See this months Gadabout publication. Tag Knob has an article that addresses your question. Do a search for the Gadabout website.


----------



## GrnvlJIM (Jan 12, 2013)

Ok will do, thanks!


----------



## Salmonid (Apr 14, 2004)

In 10 years of hitting the White Bass run above the lake, I know of about 3 eyes that have seen caught, all jacks around 17" maybe, have heard tales of a few more but I tells me it is possible for them to run up the river but normally NO, they would stay in the lake, the tailwater after spring drawdown has a few in there as well that got flushed through the outlet. 

Salmonid


----------



## GrnvlJIM (Jan 12, 2013)

Yeah seeing how shallow that north end is and muddy I wasn't too confident they went into the river. Guess i'll stick to the Rocky shorelines. Thanks for the info Salmonid! Good luck this year on the white bass, hope to catch a few myself.


----------



## HamiltonKdog (Oct 15, 2014)

IDNR does their egg collection netting at the dam. Having fished walleye at Brookville for a number of years, have bever done well at the river end of the lake. I know some that do but I stick to the rocky areas and creek mouths


----------



## GrnvlJIM (Jan 12, 2013)

Thanks for the info kdog.


----------



## liuyanghe (Oct 24, 2012)

I fished Brookville for several years. Lots of people will start fish the dam this week if ice is out. Most people arrive at sunset and fish till mid night, I never seen any fish been caught at day time. There were lots of walleye spawn by the dam at night till early May. If you flash your head light when you hear water splash, you can actually see them shake eggs/sperms on the water, big female followed by several smaller male. Most of them won't take any offer, while if you keep throw some suspend stick bait, reel it back slowly, you'll get one or two good hit per night. 
For the white river, there were some good eyes went along with white bass. The key is use heavy jig like 1/8 or 1/4 to keep drag/jump the bait on the river bed, if your bait is not on the bottom they won&#8217;t hit. I went to white river around 10 times at 2012, caught 7 eyes total, two of them were keeper, 17 and 24.
hope this can help


----------



## GrnvlJIM (Jan 12, 2013)

Thanks for the info liuyanghe.


----------



## Hillbilly910 (Jan 6, 2009)

liuyanghe said:


> Most of them won't take any offer, while if you keep throw some suspend stick bait, reel it back slowly, you'll get one or two good hit per night.

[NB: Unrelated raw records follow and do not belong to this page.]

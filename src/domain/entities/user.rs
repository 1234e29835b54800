//! User profile entity.

use serde::{Deserialize, Serialize};

#[derive(Debug, Clone, Copy, PartialEq, Eq, Hash, Serialize, Deserialize)]
pub struct UserId(pub u64);

impl UserId {
    #[must_use]
    pub const fn as_u64(self) -> u64 {
        self.0
    }
}

impl std::fmt::Display for UserId {
    fn fmt(&self, f: &mut std::fmt::Formatter<'_>) -> std::fmt::Result {
        write!(f, "{}", self.0)
    }
}

impl From<u64> for UserId {
    fn from(value: u64) -> Self {
        Self(value)
    }
}

impl From<&str> for UserId {
    fn from(value: &str) -> Self {
        Self(value.parse().unwrap_or(0))
    }
}

bitflags::bitflags! {
    /// Parsed role set of a user.
    ///
    /// The wire form is a space-separated role string
    /// (e.g. `"system_user system_admin"`).
    #[derive(Debug, Clone, Copy, PartialEq, Eq, Default, Serialize, Deserialize)]
    pub struct UserRoles: u8 {
        const SYSTEM_USER = 1 << 0;
        const SYSTEM_ADMIN = 1 << 1;
        const SYSTEM_GUEST = 1 << 2;
        const BOT = 1 << 3;
    }
}

impl UserRoles {
    /// Parses a space-separated role string. Unknown roles are ignored.
    #[must_use]
    pub fn from_role_string(roles: &str) -> Self {
        let mut parsed = Self::empty();
        for role in roles.split_whitespace() {
            match role {
                "system_user" => parsed |= Self::SYSTEM_USER,
                "system_admin" => parsed |= Self::SYSTEM_ADMIN,
                "system_guest" => parsed |= Self::SYSTEM_GUEST,
                "bot" => parsed |= Self::BOT,
                _ => {}
            }
        }
        parsed
    }

    #[must_use]
    pub const fn is_admin(self) -> bool {
        self.contains(Self::SYSTEM_ADMIN)
    }
}

/// Notification level for desktop and push notifications.
#[derive(Debug, Clone, Copy, PartialEq, Eq, Default, Serialize, Deserialize)]
#[serde(rename_all = "lowercase")]
pub enum NotifyLevel {
    /// Inherit the server default.
    #[default]
    Default,
    /// Notify on every message.
    All,
    /// Notify on mentions only.
    Mention,
    /// Never notify.
    None,
}

/// Per-user notification properties.
///
/// `mention_keys` is stored in its wire form, a comma-separated list of
/// custom trigger words; [`UserProfile::mention_keys`] derives the full
/// trigger set from it.
#[derive(Debug, Clone, PartialEq, Eq, Serialize, Deserialize)]
pub struct NotifyProps {
    #[serde(default)]
    pub desktop: NotifyLevel,
    #[serde(default)]
    pub push: NotifyLevel,
    #[serde(default)]
    pub mention_keys: String,
    /// Whether the user's first name acts as a mention trigger.
    #[serde(default)]
    pub first_name_trigger: bool,
    /// Whether channel-wide mentions (`@channel`, `@all`, `@here`) apply.
    #[serde(default = "default_true")]
    pub channel_trigger: bool,
}

const fn default_true() -> bool {
    true
}

impl Default for NotifyProps {
    fn default() -> Self {
        Self {
            desktop: NotifyLevel::Default,
            push: NotifyLevel::Default,
            mention_keys: String::new(),
            first_name_trigger: false,
            channel_trigger: true,
        }
    }
}

/// A token whose presence in message text denotes an at-mention of a
/// specific viewer.
#[derive(Debug, Clone, PartialEq, Eq, Hash, Serialize, Deserialize)]
pub struct MentionKey {
    key: String,
    case_sensitive: bool,
}

impl MentionKey {
    /// Creates a case-insensitive key.
    #[must_use]
    pub fn new(key: impl Into<String>) -> Self {
        Self {
            key: key.into(),
            case_sensitive: false,
        }
    }

    /// Creates a case-sensitive key.
    #[must_use]
    pub fn case_sensitive(key: impl Into<String>) -> Self {
        Self {
            key: key.into(),
            case_sensitive: true,
        }
    }

    #[must_use]
    #[allow(missing_docs)]
    pub fn key(&self) -> &str {
        &self.key
    }

    #[must_use]
    #[allow(missing_docs)]
    pub const fn is_case_sensitive(&self) -> bool {
        self.case_sensitive
    }
}

/// User profile entity.
#[derive(Debug, Clone, Serialize, Deserialize, PartialEq, Eq)]
#[allow(missing_docs)]
pub struct UserProfile {
    id: UserId,
    username: String,
    #[serde(default)]
    first_name: String,
    #[serde(default)]
    last_name: String,
    #[serde(default)]
    nickname: String,
    #[serde(default)]
    bot: bool,
    #[serde(default)]
    roles: UserRoles,
    #[serde(default)]
    notify_props: NotifyProps,
}

#[allow(missing_docs)]
impl UserProfile {
    #[must_use]
    pub fn new(id: impl Into<UserId>, username: impl Into<String>) -> Self {
        Self {
            id: id.into(),
            username: username.into(),
            first_name: String::new(),
            last_name: String::new(),
            nickname: String::new(),
            bot: false,
            roles: UserRoles::SYSTEM_USER,
            notify_props: NotifyProps::default(),
        }
    }

    #[must_use]
    pub fn with_name(mut self, first: impl Into<String>, last: impl Into<String>) -> Self {
        self.first_name = first.into();
        self.last_name = last.into();
        self
    }

    #[must_use]
    pub fn with_nickname(mut self, nickname: impl Into<String>) -> Self {
        self.nickname = nickname.into();
        self
    }

    #[must_use]
    pub const fn with_bot(mut self, bot: bool) -> Self {
        self.bot = bot;
        self
    }

    #[must_use]
    pub const fn with_roles(mut self, roles: UserRoles) -> Self {
        self.roles = roles;
        self
    }

    #[must_use]
    pub fn with_notify_props(mut self, notify_props: NotifyProps) -> Self {
        self.notify_props = notify_props;
        self
    }

    #[must_use]
    pub const fn id(&self) -> UserId {
        self.id
    }

    #[must_use]
    pub fn username(&self) -> &str {
        &self.username
    }

    #[must_use]
    pub fn first_name(&self) -> &str {
        &self.first_name
    }

    #[must_use]
    pub fn last_name(&self) -> &str {
        &self.last_name
    }

    #[must_use]
    pub const fn is_bot(&self) -> bool {
        self.bot
    }

    #[must_use]
    pub const fn roles(&self) -> UserRoles {
        self.roles
    }

    #[must_use]
    pub const fn notify_props(&self) -> &NotifyProps {
        &self.notify_props
    }

    #[must_use]
    pub fn display_name(&self) -> String {
        if !self.nickname.is_empty() {
            self.nickname.clone()
        } else if !self.first_name.is_empty() || !self.last_name.is_empty() {
            format!("{} {}", self.first_name, self.last_name)
                .trim()
                .to_string()
        } else {
            self.username.clone()
        }
    }

    /// Derives the full mention trigger set for this user: the custom
    /// comma-separated keys, the first name (case-sensitive) when enabled,
    /// the channel-wide triggers when enabled, and always `@username`.
    #[must_use]
    pub fn mention_keys(&self) -> Vec<MentionKey> {
        let mut keys = Vec::new();

        for raw in self.notify_props.mention_keys.split(',') {
            if !raw.is_empty() {
                keys.push(MentionKey::new(raw));
            }
        }

        if self.notify_props.first_name_trigger && !self.first_name.is_empty() {
            keys.push(MentionKey::case_sensitive(self.first_name.clone()));
        }

        if self.notify_props.channel_trigger {
            keys.push(MentionKey::new("@channel"));
            keys.push(MentionKey::new("@all"));
            keys.push(MentionKey::new("@here"));
        }

        let username_key = format!("@{}", self.username);
        if !keys.iter().any(|k| k.key() == username_key) {
            keys.push(MentionKey::new(username_key));
        }

        keys
    }
}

Keep in mind they arent eating, simple reaction strikes...
The walleye porn show is worth the trip though

Also keep in mind foul hooking a fish is common in these circumstances, and 9 out of 10 times, you are being watched...youve been warned.


----------



## GrnvlJIM (Jan 12, 2013)

Yeah hillbilly910 I hear us on that. I've fished the walleye spawn up at Maumee and those guys do see everything. Thanks for the response.


----------



## liuyanghe (Oct 24, 2012)

If you been there you'll know foul hook is really rare, I heard somebody say the fish hit with dorsal fin but never seen one, Brookville is not Maumee river, don't have that kind of fish numbers. I think the bite is aggressive male defend their territory or position, I never had any female on my hook at this time of the year.
I fish at Maumee a lot, if it's not too slow, and you don't use lead jig
7 out of ten 10 will be good hook, spawning walleye is aggressive.


Hillbilly910 said:


> Keep in mind they arent eating, simple reaction strikes...
> The walleye porn show is worth the trip though
> 
> Also keep in mind foul hooking a fish is common in these circumstances, and 9 out of 10 times, you are being watched...youve been warned.


----------



## Hillbilly910 (Jan 6, 2009)

considering i live a couple minutes from there, i guess you can say ive "actually" been there, only been fishing there for 25 something years.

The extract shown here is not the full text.